As the Bank of Canada raised interest rates to combat inflation, yields on short term investments increased and assets in this space are at all-time highs as investors shun long term investments in favour of the safety of short-term cash investments.
Challenges to the newly popular investments
Today both the HISA products and money market funds face headwinds that may make them less attractive, lower yielding investments. The Office of the Superintendent of Financial Institutions (OSFI) has recently made a regulatory ruling that, as a result, will have a negative impact on yields for HISA oriented ETFs. Additionally, Money Market funds typically invest a meaningful amount of assets into Bankers' Acceptances (BAs), which are being discontinued as of June 2024. The result of this is currently unknown, however it could very well have a negative impact on liquidity and yields of Money Market ETFs.
Introducing the TD Cash Management ETF (TCSH)
Due to these dual headwinds, HISA and Money market ETFs are expected to have lower yields in the future, which suggests that a short-term fixed income option with greater flexibility to invest in a variety of income alternatives was the best option for TD Asset Management Inc. (TDAM) to offer investors. With that, TDAM just launched the TD Cash Management ETF (TCSH) which is designed to provide investors a high level of interest income by investing in high-quality debt securities generally maturing in less than a year. Importantly, it also aims to offer a higher yield than comparable HISA and Money Market ETFs while maintaining a low-risk rating.
What sets TCSH apart
Put plainly, TCSH sets itself apart from other cash solutions in that it strives to offer a yield advantage. Because it's not a Money Market or HISA ETF, it can have a slightly longer duration, and by extension higher yield through exposure to corporate bonds, yet with minimal interest rate risk. Moreover, since TCSH is not as exposed to the BA discontinuation due to its slightly longer duration and greater flexibility, it could benefit HISA and Money Market investors if they begin to look elsewhere for higher yield with similar risk and liquidity.
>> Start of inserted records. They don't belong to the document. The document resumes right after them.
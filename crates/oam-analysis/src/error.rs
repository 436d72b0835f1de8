//! Error types for the oam-analysis crate.

use oam_core::AssetKind;
use thiserror::Error;

#[derive(Error, Debug)]
pub enum AnalysisError {
    #[error("Store error: {0}")]
    Store(#[from] oam_graph::StoreError),

    #[error("Unexpected asset type: expected {expected}, found {found}")]
    TypeMismatch {
        expected: AssetKind,
        found: AssetKind,
    },

    #[error("No root domain names were provided")]
    EmptyScope,
}

pub type Result<T> = std::result::Result<T, AnalysisError>;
Digging deeper into the holdings, TCSH focuses on investments in the Canadian debt market while taking into consideration global macroeconomic trends. Through a bottom-up approach it utilizes credit analysis to add value and enhance long-term performance. The portfolio consists of high-quality securities generally maturing in less than one year and may include Canadian federal government, provincial and corporate debt, as well as term deposits, Guaranteed Investment Certificates (GICs) and other debt obligations issued by Canadian banks.